WORK REQUEST
Lines containing "handlers" should be pulled from the material below.

=== Begin Enclosure ===

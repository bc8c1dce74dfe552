//! Route configuration and setup.

use crate::auth::middleware::auth_middleware;
use crate::constants::{MULTIPART_OVERHEAD_BYTES, RATE_LIMIT_CLEANUP_INTERVAL_SECS};
use crate::handlers;
use crate::middleware::rate_limit::{rate_limit_middleware, HttpRateLimiter};
use crate::state::AppState;
use axum::{
    extract::DefaultBodyLimit,
    http::{HeaderValue, Method},
    middleware::from_fn_with_state,
    routing::{delete, get, post, MethodRouter},
    Json, Router,
};
use profego_core::Config;
use std::sync::Arc;
use tower_http::cors::{Any, CorsLayer};
use tower_http::limit::RequestBodyLimitLayer;
use tower_http::services::ServeDir;
use tower_http::trace::TraceLayer;

/// Setup all application routes
pub fn setup_routes(config: &Config, state: Arc<AppState>) -> Result<Router, anyhow::Error> {
    let cors = setup_cors(config)?;
    spawn_rate_limit_cleanup(&state);

    let limiters = &state.rate_limiters;
    let upload_body_limit =
        usize::try_from(config.ingest().max_batch_size_bytes + MULTIPART_OVERHEAD_BYTES)
            .unwrap_or(usize::MAX);

    let public_routes = Router::new()
        .route("/health", get(handlers::health::health_check))
        .route(
            "/api/auth/login",
            rate_limited(post(handlers::auth::login), &limiters.login),
        )
        .route(
            "/api/auth/register",
            rate_limited(post(handlers::auth::register), &limiters.register),
        );

    // Multipart bodies are bounded by the batch ceiling instead of axum's 2 MB default.
    let upload_routes = Router::new()
        .route(
            "/api/files/upload",
            rate_limited(post(handlers::file_upload::upload_files), &limiters.upload),
        )
        .layer(DefaultBodyLimit::disable())
        .layer(RequestBodyLimitLayer::new(upload_body_limit));

    let protected_routes = Router::new()
        .merge(upload_routes)
        .route("/api/files/list", get(handlers::file_list::list_files))
        .route(
            "/api/files/download/{category}/{filename}",
            get(handlers::file_access::download_file),
        )
        .route(
            "/api/files/preview/{category}/{filename}",
            get(handlers::file_access::preview_file),
        )
        .route(
            "/api/files/delete/{category}/{filename}",
            rate_limited(delete(handlers::file_delete::delete_file), &limiters.delete),
        )
        .route(
            "/api/user/storage-info",
            get(handlers::storage_info::storage_info),
        )
        .route_layer(from_fn_with_state(state.clone(), auth_middleware));

    let mut app = public_routes
        .merge(protected_routes)
        .with_state(state)
        .route(
            "/api/openapi.json",
            get(|| async { Json(crate::api_doc::get_openapi_spec()) }),
        )
        .merge(utoipa_rapidoc::RapiDoc::new("/api/openapi.json").path("/docs"));

    if let Some(frontend_dir) = config.frontend_dir() {
        tracing::info!(frontend_dir = %frontend_dir.display(), "Serving static frontend");
        app = app.fallback_service(ServeDir::new(frontend_dir).append_index_html_on_directories(true));
    }

    Ok(app.layer(cors).layer(TraceLayer::new_for_http()))
}

fn rate_limited(
    route: MethodRouter<Arc<AppState>>,
    limiter: &Arc<HttpRateLimiter>,
) -> MethodRouter<Arc<AppState>> {
    route.layer(from_fn_with_state(limiter.clone(), rate_limit_middleware))
}

fn spawn_rate_limit_cleanup(state: &Arc<AppState>) {
    let limiters = state.rate_limiters.clone();
    tokio::spawn(async move {
        let mut interval = tokio::time::interval(tokio::time::Duration::from_secs(
            RATE_LIMIT_CLEANUP_INTERVAL_SECS,
        ));
        loop {
            interval.tick().await;
            for limiter in limiters.all() {
                limiter.cleanup_expired_buckets().await;
            }
        }
    });

    for limiter in state.rate_limiters.all() {
        tracing::info!(
            scope = limiter.scope(),
            limit_per_minute = limiter.limit(),
            "Rate limiting enabled"
        );
    }
}

fn setup_cors(config: &Config) -> Result<CorsLayer, anyhow::Error> {
    let methods = [Method::GET, Method::POST, Method::DELETE, Method::OPTIONS];
    let cors = if config.cors_origins().iter().any(|o| o == "*") {
        tracing::warn!("CORS configured to allow all origins - not recommended for production");
        CorsLayer::new()
            .allow_origin(Any)
            .allow_methods(methods)
            .allow_headers(Any)
    } else {
        let origins = config
            .cors_origins()
            .iter()
            .map(|o| o.parse::<HeaderValue>())
            .collect::<Result<Vec<_>, _>>()
            .map_err(|e| anyhow::anyhow!("Invalid CORS origin: {}", e))?;
        CorsLayer::new()
            .allow_origin(origins)
            .allow_methods(methods)
            .allow_headers(Any)
    };
    Ok(cors)
}
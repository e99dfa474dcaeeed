//! Directive block extraction.
//!
//! A block is an opening `::: docs.endpoint` marker line, a body of
//! arbitrary lines, and the nearest following `:::` closing line:
//!
//! ::: docs.endpoint
//! path: /users
//! http_method: GET
//! :::
//!
//! Blocks are matched non-greedily and non-overlapping, in document order.
//! Nesting is not supported.

use regex::Regex;

/// One matched directive span within a document.
#[derive(Debug, Clone, PartialEq, Eq)]
pub struct DirectiveBlock<'a> {
    /// Byte offset of the opening marker.
    pub start: usize,
    /// Byte offset one past the closing marker.
    pub end: usize,
    /// Text between the marker lines, without the surrounding newlines.
    pub body: &'a str,
}

pub struct BlockExtractor {
    block_re: Regex,
}

impl BlockExtractor {
    pub fn new() -> anyhow::Result<Self> {
        // Non-greedy body so each opening marker pairs with the nearest `:::`.
        let block_re = Regex::new(r"(?s)::: docs\.endpoint\n(.*?)\n:::")?;
        Ok(Self { block_re })
    }

    /// All directive blocks in `text`, in document order.
    pub fn blocks<'t>(&self, text: &'t str) -> impl Iterator<Item = DirectiveBlock<'t>> {
        self.block_re.captures_iter(text).map(|caps| {
            let whole = caps.get(0).unwrap();
            let body = caps.get(1).unwrap();
            DirectiveBlock {
                start: whole.start(),
                end: whole.end(),
                body: body.as_str(),
            }
        })
    }
}
//! Rendering layer: Markdown fragment generation.

pub mod endpoint;

pub use endpoint::render_endpoint;
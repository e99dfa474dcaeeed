//! Directive layer: block extraction and argument parsing for the
//! `docs.endpoint` tag.

pub mod args;
pub mod block;
pub mod error;

pub use args::{ArgumentParser, EndpointArguments};
pub use block::{BlockExtractor, DirectiveBlock};
pub use error::DirectiveError;
//! Directive pipeline: extract blocks, parse arguments, look up the
//! operation, render, and splice the results back into the document.
//!
//! Per-block failures are converted to inline error markers at this
//! boundary; they never abort the document or affect sibling blocks.

use crate::directive::{ArgumentParser, BlockExtractor, DirectiveError};
use crate::render::render_endpoint;
use crate::spec::ResolvedSpec;
use tracing::warn;

pub struct Pipeline<'s> {
    spec: &'s ResolvedSpec,
    extractor: BlockExtractor,
    parser: ArgumentParser,
}

impl<'s> Pipeline<'s> {
    pub fn new(spec: &'s ResolvedSpec) -> anyhow::Result<Self> {
        Ok(Self {
            spec,
            extractor: BlockExtractor::new()?,
            parser: ArgumentParser::new()?,
        })
    }

    /// Replace every directive block in `text` with its rendered fragment or
    /// an inline error marker. Bytes outside block spans pass through
    /// unchanged.
    pub fn render_document(&self, text: &str) -> String {
        let mut out = String::with_capacity(text.len());
        let mut cursor = 0;

        for block in self.extractor.blocks(text) {
            out.push_str(&text[cursor..block.start]);
            match self.render_block(block.body) {
                Ok(fragment) => out.push_str(&fragment),
                Err(err) => {
                    warn!("docs.endpoint block failed: {err}");
                    out.push_str(&format!("**Error parsing docs.endpoint**: {err}"));
                }
            }
            cursor = block.end;
        }

        out.push_str(&text[cursor..]);
        out
    }

    fn render_block(&self, body: &str) -> Result<String, DirectiveError> {
        let args = self.parser.parse(body)?;

        // Method is lowercased before lookup; a directive without a method
        // takes the path's first operation and renders as ANY.
        let op = match args.http_method.as_deref() {
            Some(m) => self.spec.lookup(&args.path, &m.to_ascii_lowercase()),
            None => self.spec.any_operation(&args.path),
        }
        .ok_or_else(|| DirectiveError::Lookup {
            path: args.path.clone(),
            method: args
                .http_method
                .as_deref()
                .map(str::to_ascii_lowercase)
                .unwrap_or_else(|| "any".to_string()),
        })?;

        render_endpoint(&args, op)
    }
}
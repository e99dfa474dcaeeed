use anyhow::Context;
use clap::{Parser, Subcommand};
use tracing_subscriber::EnvFilter;

mod directive;
mod pipeline;
mod render;
mod spec;

pub type Result<T> = anyhow::Result<T>;

#[derive(Parser)]
#[command(name = "openapi-docs-gen")]
#[command(about = "Render docs.endpoint directives from an OpenAPI spec", long_about = None)]
struct Cli {
    #[command(subcommand)]
    cmd: Commands,
}

#[derive(Subcommand)]
enum Commands {
    /// Render every `::: docs.endpoint` block in a Markdown document.
    Render {
        /// OpenAPI document, fully dereferenced (.json, .yaml or .yml).
        #[arg(long)]
        spec: String,

        /// Input Markdown document.
        #[arg(long = "in")]
        input: String,

        #[arg(short = 'o', long)]
        out: String,

        /// Enable info-level logging.
        #[arg(long)]
        verbose: bool,
    },
}

fn main() -> Result<()> {
    let cli = Cli::parse();

    match cli.cmd {
        Commands::Render {
            spec,
            input,
            out,
            verbose,
        } => {
            // --verbose enables INFO level, otherwise use RUST_LOG or default to WARN.
            let filter = if verbose {
                EnvFilter::new("info")
            } else {
                EnvFilter::from_default_env()
            };
            tracing_subscriber::fmt().with_env_filter(filter).init();

            // 1) Load + validate the OpenAPI document. Fatal before any page work.
            let resolved = spec::ResolvedSpec::load(&spec)?;

            // 2) Read the document.
            let text = std::fs::read_to_string(&input)
                .with_context(|| format!("read input document {}", input))?;

            // 3) Run the directive pipeline.
            let pipeline = pipeline::Pipeline::new(&resolved)?;
            let rendered = pipeline.render_document(&text);

            // 4) Write output.
            std::fs::write(&out, rendered)
                .with_context(|| format!("write output document {}", out))?;
            println!("Wrote {}", out);
        }
    }

    Ok(())
}
//! Spec layer: deserialized OpenAPI document + lookup facade.
//!
//! Reference resolution happens upstream; this layer loads an already
//! dereferenced document and serves (path, method) lookups.

pub mod openapi;

pub use openapi::{OperationDescriptor, ResolvedSpec, SpecInfo};
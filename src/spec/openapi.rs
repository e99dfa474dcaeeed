//! OpenAPI document layer: deserialization + (path, method) lookup.
//!
//! The document must already be fully dereferenced; `$ref` indirection is
//! resolved upstream and never handled here. Consumed shape:
//!
//! {
//!   "info": { "title": "...", "version": "..." },
//!   "paths": {
//!     "/users": {
//!       "get": { "summary": "...", "description": "...", ... }
//!     }
//!   }
//! }
//!
//! Only HTTP-method keys of a path item are kept; everything else
//! (`parameters`, vendor extensions, ...) is dropped at build time. Lookup
//! is case-sensitive on the path and expects an already-lowercased method.

use anyhow::{Context, bail};
use serde::Deserialize;
use std::collections::BTreeMap;
use std::fs;
use std::path::Path;
use tracing::info;

const HTTP_METHODS: &[&str] = &[
    "get", "put", "post", "delete", "options", "head", "patch", "trace",
];

/// Raw document shape as deserialized from JSON or YAML.
#[derive(Debug, Clone, Deserialize)]
pub struct SpecDocument {
    #[serde(default)]
    pub info: SpecInfo,

    #[serde(default)]
    pub paths: BTreeMap<String, BTreeMap<String, serde_json::Value>>,
}

#[derive(Debug, Clone, Default, Deserialize)]
pub struct SpecInfo {
    #[serde(default)]
    pub title: String,

    #[serde(default)]
    pub version: String,
}

/// Subset of an operation object consumed by the renderer. Other fields are
/// ignored during deserialization.
#[derive(Debug, Clone, Default, Deserialize, PartialEq, Eq)]
pub struct OperationDescriptor {
    pub summary: Option<String>,
    pub description: Option<String>,
}

/// Operations of one path, keyed by lowercase HTTP method.
pub type PathOperations = BTreeMap<String, OperationDescriptor>;

/// Validated, read-only spec tree. Built once at startup and shared for the
/// rest of the run; nothing in the pipeline mutates it.
#[derive(Debug, Clone)]
pub struct ResolvedSpec {
    pub info: SpecInfo,
    pub paths: BTreeMap<String, PathOperations>,
}

impl SpecDocument {
    /// Keep the method entries of every path item, discarding non-operation
    /// keys, and reject documents without any paths.
    pub fn validate_and_build(&self) -> anyhow::Result<ResolvedSpec> {
        let mut paths: BTreeMap<String, PathOperations> = BTreeMap::new();

        for (path, item) in &self.paths {
            let mut operations = PathOperations::new();
            for (key, value) in item {
                let method = key.to_ascii_lowercase();
                if !HTTP_METHODS.contains(&method.as_str()) {
                    continue;
                }
                let op: OperationDescriptor = serde_json::from_value(value.clone())
                    .with_context(|| format!("invalid operation object at {method} {path}"))?;
                operations.insert(method, op);
            }
            paths.insert(path.clone(), operations);
        }

        if paths.is_empty() {
            bail!("OpenAPI document contained no paths");
        }

        Ok(ResolvedSpec {
            info: self.info.clone(),
            paths,
        })
    }
}

impl ResolvedSpec {
    /// Load and validate an OpenAPI document from disk. `.yaml`/`.yml` files
    /// are parsed as YAML, everything else as JSON. Any failure here is
    /// fatal: it happens once at startup, before any document is processed.
    pub fn load(path: &str) -> anyhow::Result<Self> {
        let text = fs::read_to_string(path)
            .with_context(|| format!("read OpenAPI document {}", path))?;

        let ext = Path::new(path)
            .extension()
            .and_then(|e| e.to_str())
            .unwrap_or("");
        let doc: SpecDocument = if ext.eq_ignore_ascii_case("yaml") || ext.eq_ignore_ascii_case("yml")
        {
            serde_yaml::from_str(&text)
                .with_context(|| format!("parse OpenAPI YAML document {}", path))?
        } else {
            serde_json::from_str(&text)
                .with_context(|| format!("parse OpenAPI JSON document {}", path))?
        };

        let spec = doc.validate_and_build()?;

        info!("API title: {}", spec.info.title);
        info!("API version: {}", spec.info.version);
        info!("available paths: {}", spec.paths.len());

        Ok(spec)
    }

    /// Look up one operation. The method must already be lowercased by the
    /// caller; the path is matched case-sensitively.
    pub fn lookup(&self, path: &str, method: &str) -> Option<&OperationDescriptor> {
        self.paths.get(path)?.get(method)
    }

    /// First operation of a path in method-name order, for directives that
    /// omit `http_method`.
    pub fn any_operation(&self, path: &str) -> Option<&OperationDescriptor> {
        self.paths.get(path)?.values().next()
    }
}

#[cfg(test)]
mod tests {
    use super::*;
    use pretty_assertions::assert_eq;
    use std::io::Write;

    fn users_spec_json() -> &'static str {
        r#"{
            "info": { "title": "Demo API", "version": "1.2.3" },
            "paths": {
                "/users": {
                    "get": { "summary": "List users", "description": "Returns all users." },
                    "post": { "summary": "Create user", "description": "Creates one user." },
                    "parameters": [ { "name": "page", "in": "query" } ]
                }
            }
        }"#
    }

    fn write_temp(contents: &str, suffix: &str) -> tempfile::NamedTempFile {
        let mut file = tempfile::Builder::new().suffix(suffix).tempfile().unwrap();
        file.write_all(contents.as_bytes()).unwrap();
        file
    }

    #[test]
    fn load_json_and_lookup() {
        let file = write_temp(users_spec_json(), ".json");
        let spec = ResolvedSpec::load(file.path().to_str().unwrap()).unwrap();

        assert_eq!(spec.info.title, "Demo API");
        assert_eq!(spec.info.version, "1.2.3");

        let op = spec.lookup("/users", "get").unwrap();
        assert_eq!(op.summary.as_deref(), Some("List users"));
        assert_eq!(op.description.as_deref(), Some("Returns all users."));
    }

    #[test]
    fn load_yaml_by_extension() {
        let yaml = "info:\n  title: Demo API\n  version: 1.2.3\npaths:\n  /users:\n    get:\n      summary: List users\n      description: Returns all users.\n";
        let file = write_temp(yaml, ".yaml");
        let spec = ResolvedSpec::load(file.path().to_str().unwrap()).unwrap();
        assert_eq!(
            spec.lookup("/users", "get").unwrap().summary.as_deref(),
            Some("List users")
        );
    }

    #[test]
    fn missing_file_error_names_the_path() {
        let err = ResolvedSpec::load("/nonexistent/openapi.json").unwrap_err();
        assert!(err.to_string().contains("/nonexistent/openapi.json"));
    }

    #[test]
    fn document_without_paths_is_rejected() {
        let file = write_temp(r#"{ "info": { "title": "Empty" } }"#, ".json");
        let err = ResolvedSpec::load(file.path().to_str().unwrap()).unwrap_err();
        assert!(err.to_string().contains("no paths"));
    }

    #[test]
    fn lookup_is_case_sensitive_on_path() {
        let file = write_temp(users_spec_json(), ".json");
        let spec = ResolvedSpec::load(file.path().to_str().unwrap()).unwrap();
        assert_eq!(spec.lookup("/Users", "get"), None);
    }

    #[test]
    fn non_operation_path_item_keys_are_dropped() {
        let file = write_temp(users_spec_json(), ".json");
        let spec = ResolvedSpec::load(file.path().to_str().unwrap()).unwrap();
        assert_eq!(spec.paths["/users"].len(), 2);
        assert_eq!(spec.lookup("/users", "parameters"), None);
    }

    #[test]
    fn any_operation_picks_first_in_method_order() {
        let file = write_temp(users_spec_json(), ".json");
        let spec = ResolvedSpec::load(file.path().to_str().unwrap()).unwrap();
        // "get" sorts before "post".
        assert_eq!(
            spec.any_operation("/users").unwrap().summary.as_deref(),
            Some("List users")
        );
        assert_eq!(spec.any_operation("/missing"), None);
    }
}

=== End Enclosure ===

WRITTEN SOLUTION
use crate::handlers;
        .route("/health", get(handlers::health::health_check))
            rate_limited(post(handlers::auth::login), &limiters.login),
            rate_limited(post(handlers::auth::register), &limiters.register),
            rate_limited(post(handlers::file_upload::upload_files), &limiters.upload),
        .route("/api/files/list", get(handlers::file_list::list_files))
            get(handlers::file_access::download_file),
            get(handlers::file_access::preview_file),
            rate_limited(delete(handlers::file_delete::delete_file), &limiters.delete),
            get(handlers::storage_info::storage_info),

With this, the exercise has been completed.